As serverless architectures gain traction, the need for robust metrics instrumentation becomes critical. Shopify, a global e-commerce platform, faced unique challenges in scaling observability to meet the demands of its distributed infrastructure. This article explores how Shopify leveraged serverless technologies, CNCF standards, and advanced metric platforms to achieve scalable observability, addressing the complexities of metrics ingestion, routing, and cardinality control.
Shopify processes cross-regional traffic and ensures service availability for millions of users. From 2020 to 2024, its Black Friday/Cyber Monday GMV growth doubled, necessitating a more resilient observability architecture. The system must handle peak loads of 100GB logs per second, 12 million spans, and 350 million metric samples, demanding a scalable and efficient metric platform.

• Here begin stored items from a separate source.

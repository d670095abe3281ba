//! Optimal search behaviour: effort costs, benefit schedules, the steady
//! state boundary and the backward induction over weeks of unemployment

mod cost;
mod engine;
mod path;
mod policy;
mod steady_state;
mod worker;

pub use cost::{benefit_utility, wage_utility, EffortCostModel};
pub use engine::BackwardInductionEngine;
pub use path::{EffortCorner, TimePath, TimePathBuilder, WeekSolution};
pub use policy::{BenefitPolicy, PolicyId};
pub use steady_state::{SteadyState, SteadyStateSolver};
pub use worker::WorkerModel;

Shopify’s infrastructure runs entirely on Kubernetes within Google Cloud. Engineers create "runtime manifests" that are converted into Kubernetes manifests by the production platform. Observability is automatically integrated for logs, traces, and metrics. Serverless support via Cloud Run enables self-contained applications with independent databases and Kafka consumers, auto-scaling to zero replicas and zero cost. However, challenges like network isolation, data transmission efficiency, and node unpredictability emerged.

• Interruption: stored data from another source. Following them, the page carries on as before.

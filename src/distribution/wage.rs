//! Log-normal wage-offer distribution truncated to `[0, w_max]`
//!
//! Mass above `w_max` is discarded, not redistributed: both conditional
//! expectations below integrate only up to `w_max` and normalise by
//! `CDF(w_max)` (or by the mass between the threshold and `w_max`).

use statrs::distribution::{Continuous, ContinuousCDF, LogNormal};

use crate::error::{Result, SearchError};
use crate::numerics::{integrate, QuadratureTolerance};

/// Probability mass at or below which a conditional denominator counts as zero
pub const DEGENERATE_MASS: f64 = 1e-14;

/// Wage offers for one worker type
#[derive(Debug, Clone)]
pub struct TruncatedWageDistribution {
    law: LogNormal,
    mu: f64,
    sigma: f64,
    w_max: f64,
    /// `CDF(w_max)`, the mass kept by the truncation
    mass: f64,
    tolerance: QuadratureTolerance,
}

impl TruncatedWageDistribution {
    /// Build from the log-location `mu`, log-scale `sigma` and the wage cap
    pub fn new(mu: f64, sigma: f64, w_max: f64) -> Result<Self> {
        Self::with_tolerance(mu, sigma, w_max, QuadratureTolerance::default())
    }

    /// Same as [`new`](Self::new) with an explicit quadrature tolerance
    pub fn with_tolerance(mu: f64, sigma: f64, w_max: f64, tolerance: QuadratureTolerance) -> Result<Self> {
        if !(w_max > 0.0) || !w_max.is_finite() {
            return Err(SearchError::InvalidParameter(format!("w_max must be positive, got {w_max}")));
        }
        let law = LogNormal::new(mu, sigma)
            .map_err(|e| SearchError::InvalidParameter(format!("log-normal({mu}, {sigma}): {e}")))?;
        let mass = law.cdf(w_max);
        if mass <= DEGENERATE_MASS {
            return Err(SearchError::InvalidParameter(format!(
                "no probability mass below w_max = {w_max}"
            )));
        }

        Ok(Self {
            law,
            mu,
            sigma,
            w_max,
            mass,
            tolerance,
        })
    }

    pub fn mu(&self) -> f64 {
        self.mu
    }

    pub fn sigma(&self) -> f64 {
        self.sigma
    }

    pub fn w_max(&self) -> f64 {
        self.w_max
    }

    /// Probability mass retained by the truncation, `CDF(w_max)`
    pub fn truncated_mass(&self) -> f64 {
        self.mass
    }

    /// Untruncated log-normal density; zero for `w <= 0`
    pub fn density(&self, w: f64) -> f64 {
        if w <= 0.0 {
            0.0
        } else {
            self.law.pdf(w)
        }
    }

    /// Untruncated log-normal CDF; zero for `w <= 0`
    pub fn cumulative(&self, w: f64) -> f64 {
        if w <= 0.0 {
            0.0
        } else {
            self.law.cdf(w)
        }
    }

    /// `∫_threshold^{w_max} (ln x - ln threshold) f(x) dx / CDF(w_max)`
    ///
    /// Zero once the threshold reaches the cap.
    pub fn expected_log_surplus_above(&self, threshold: f64) -> Result<f64> {
        if !(threshold > 0.0) {
            return Err(SearchError::InvalidParameter(format!(
                "log-surplus threshold must be positive, got {threshold}"
            )));
        }
        if threshold >= self.w_max {
            return Ok(0.0);
        }

        let ln_threshold = threshold.ln();
        let integral = integrate(
            |x| {
                if x > 0.0 {
                    (x.ln() - ln_threshold) * self.law.pdf(x)
                } else {
                    0.0
                }
            },
            threshold,
            self.w_max,
            &self.tolerance,
        );

        Ok(integral.value / self.mass)
    }

    /// Mean accepted wage: `∫_threshold^{w_max} x f(x) dx / (CDF(w_max) - CDF(threshold))`
    ///
    /// Fails with `DegenerateConditional` when no mass lies between the
    /// threshold and the cap; the caller decides the fallback.
    pub fn expected_wage_above(&self, threshold: f64) -> Result<f64> {
        let denominator = self.mass - self.cumulative(threshold);
        if threshold >= self.w_max || denominator <= DEGENERATE_MASS {
            return Err(SearchError::degenerate("expected reemployment wage"));
        }

        let integral = integrate(
            |x| if x > 0.0 { x * self.law.pdf(x) } else { 0.0 },
            threshold.max(0.0),
            self.w_max,
            &self.tolerance,
        );

        Ok(integral.value / denominator)
    }
}

#[cfg(test)]
mod tests {
    use super::*;
    use approx::assert_relative_eq;
    use statrs::distribution::Normal;

    fn std_normal() -> Normal {
        Normal::new(0.0, 1.0).unwrap()
    }

    #[test]
    fn test_density_and_cumulative_guard_non_positive() {
        let dist = TruncatedWageDistribution::new(1.0, 0.5, 20.0).unwrap();
        assert_eq!(dist.density(0.0), 0.0);
        assert_eq!(dist.density(-3.0), 0.0);
        assert_eq!(dist.cumulative(-1.0), 0.0);
        // Median of a log-normal is e^mu
        assert_relative_eq!(dist.cumulative(1.0_f64.exp()), 0.5, epsilon = 1e-12);
        assert!(dist.truncated_mass() < 1.0);
    }

    #[test]
    fn test_log_surplus_matches_closed_form() {
        let (mu, sigma, w_max): (f64, f64, f64) = (1.0, 0.5, 20.0);
        let dist = TruncatedWageDistribution::new(mu, sigma, w_max).unwrap();
        let n = std_normal();

        for &a in &[0.5, 2.0, 4.0, 8.0] {
            let alpha = (f64::ln(a) - mu) / sigma;
            let beta = (f64::ln(w_max) - mu) / sigma;
            let expected = ((mu - f64::ln(a)) * (n.cdf(beta) - n.cdf(alpha))
                + sigma * (n.pdf(alpha) - n.pdf(beta)))
                / n.cdf(beta);
            let got = dist.expected_log_surplus_above(a).unwrap();
            assert_relative_eq!(got, expected, epsilon = 1e-7);
        }
    }

    #[test]
    fn test_log_surplus_zero_at_cap() {
        let dist = TruncatedWageDistribution::new(1.0, 0.5, 20.0).unwrap();
        assert_eq!(dist.expected_log_surplus_above(20.0).unwrap(), 0.0);
        assert_eq!(dist.expected_log_surplus_above(35.0).unwrap(), 0.0);
        assert!(dist.expected_log_surplus_above(0.0).is_err());
    }

    #[test]
    fn test_log_surplus_decreasing_in_threshold() {
        let dist = TruncatedWageDistribution::new(1.7, 0.55, 20.0).unwrap();
        let mut last = f64::INFINITY;
        for i in 1..20 {
            let value = dist.expected_log_surplus_above(i as f64).unwrap();
            assert!(value < last);
            assert!(value >= 0.0);
            last = value;
        }
    }

    #[test]
    fn test_expected_wage_matches_closed_form() {
        let (mu, sigma, w_max): (f64, f64, f64) = (1.0, 0.5, 20.0);
        let dist = TruncatedWageDistribution::new(mu, sigma, w_max).unwrap();
        let n = std_normal();

        let a: f64 = 3.0;
        let upper = (w_max.ln() - mu - sigma * sigma) / sigma;
        let lower = (a.ln() - mu - sigma * sigma) / sigma;
        let partial_mean = (mu + 0.5 * sigma * sigma).exp() * (n.cdf(upper) - n.cdf(lower));
        let expected = partial_mean / (dist.truncated_mass() - dist.cumulative(a));

        let got = dist.expected_wage_above(a).unwrap();
        assert_relative_eq!(got, expected, epsilon = 1e-7);
        assert!(got > a && got < w_max);
    }

    #[test]
    fn test_expected_wage_degenerate_at_cap() {
        let dist = TruncatedWageDistribution::new(1.0, 0.5, 20.0).unwrap();
        let err = dist.expected_wage_above(20.0).unwrap_err();
        assert!(matches!(err, SearchError::DegenerateConditional { week: None, .. }));
    }

    #[test]
    fn test_invalid_construction() {
        assert!(TruncatedWageDistribution::new(1.0, 0.0, 20.0).is_err());
        assert!(TruncatedWageDistribution::new(1.0, 0.5, 0.0).is_err());
    }
}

Existing Ruby applications used StatsD (text-based protocol), while new services adopted OpenTelemetry (OTLP). To bridge the gap, Shopify developed a custom otel-collector branch for StatsD-to-OTLP conversion, later integrated into upstream versions.
Cloud Run applications use sidecars to collect metrics. StatsD data is transmitted via UDP, while OTLP uses loopback interfaces. Data is batch-processed and aggregated by sidecars before being sent over public networks using Protobuf and compression. Metrics enter the cluster through a public ingress.

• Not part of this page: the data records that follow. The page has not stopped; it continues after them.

//! Duration comparison between the baseline and the reform

use serde::{Deserialize, Serialize};

/// Relative change `(reform - base) / base`, as a fraction
pub fn relative_change(base: f64, reform: f64) -> f64 {
    (reform - base) / base
}

/// Expected duration of one worker type under both policies
#[derive(Debug, Clone, PartialEq, Serialize, Deserialize)]
pub struct PolicyComparison {
    pub worker: String,
    pub baseline_duration: f64,
    pub reform_duration: f64,
    /// Fraction, so -0.12 is a twelve percent drop
    pub relative_change: f64,
}

impl PolicyComparison {
    pub fn new(worker: impl Into<String>, baseline_duration: f64, reform_duration: f64) -> Self {
        Self {
            worker: worker.into(),
            baseline_duration,
            reform_duration,
            relative_change: relative_change(baseline_duration, reform_duration),
        }
    }
}

#[cfg(test)]
mod tests {
    use super::*;

    #[test]
    fn test_relative_change() {
        assert!((relative_change(40.0, 30.0) + 0.25).abs() < 1e-12);
        assert!((relative_change(20.0, 25.0) - 0.25).abs() < 1e-12);
        assert_eq!(relative_change(10.0, 10.0), 0.0);
    }

    #[test]
    fn test_comparison_fills_change() {
        let cmp = PolicyComparison::new("high", 39.3, 34.3);
        assert_eq!(cmp.worker, "high");
        assert!(cmp.relative_change < 0.0);
        assert!((cmp.relative_change - (34.3 - 39.3) / 39.3).abs() < 1e-12);
    }
}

A metric router within Kubernetes converts StatsD to Prometheus-compatible formats. D-Sketch is employed for cross-source histogram aggregation, reducing cardinality issues. OpenTelemetry mapping libraries convert OTLP to D-Sketch. Delta storage ensures temporal accuracy, avoiding data loss during container termination.
Network isolation in Cloud Run (non-peered networks) posed challenges. High StatsD data volumes (6.5MB/s) required optimization. Data loss risks during container shutdowns were mitigated by adjusting grace periods and using delta storage.
Reducing otel-collector refresh intervals, controlling container startup order, and optimizing label counts in data aggregation improved stability. Sensitivity to label cardinality was addressed through dynamic label pruning.
Integrating a centralized logging platform (observe) into Cloud Run, adopting MTLS for authentication, and optimizing metric pipelines are priorities. Cardinality control will be handled directly in otel-collector, simplifying OTLP-to-Prometheus conversions.
Enhancing backpressure mechanisms, improving event-driven auto-scaling (KDA), and establishing a unified metrics pipeline for logs/traces/metrics will ensure long-term scalability.
The current architecture uses metric routers within clusters to manage cardinality by limiting label counts. Future improvements include handling cardinality control at the otel-collector level, with dynamic label adjustments to retain only essential metrics (e.g., ABC) while removing redundancies.
Event-driven auto-scaling (KDA) has successfully managed high-traffic scenarios like Black Friday. Implementing backpressure mechanisms across the pipeline will enhance stability during anomalies. Delta or cumulative metrics do not affect final results due to aggregation during transmission.
Shopify’s approach to serverless metrics highlights the importance of adaptive observability in distributed systems. By leveraging CNCF tools, optimizing metric protocols, and addressing cardinality challenges, the platform achieves scalability and reliability. Prioritizing backpressure management, dynamic label pruning, and unified metric pipelines will further solidify its observability infrastructure. This case study underscores the necessity of a robust metric platform in modern serverless architectures.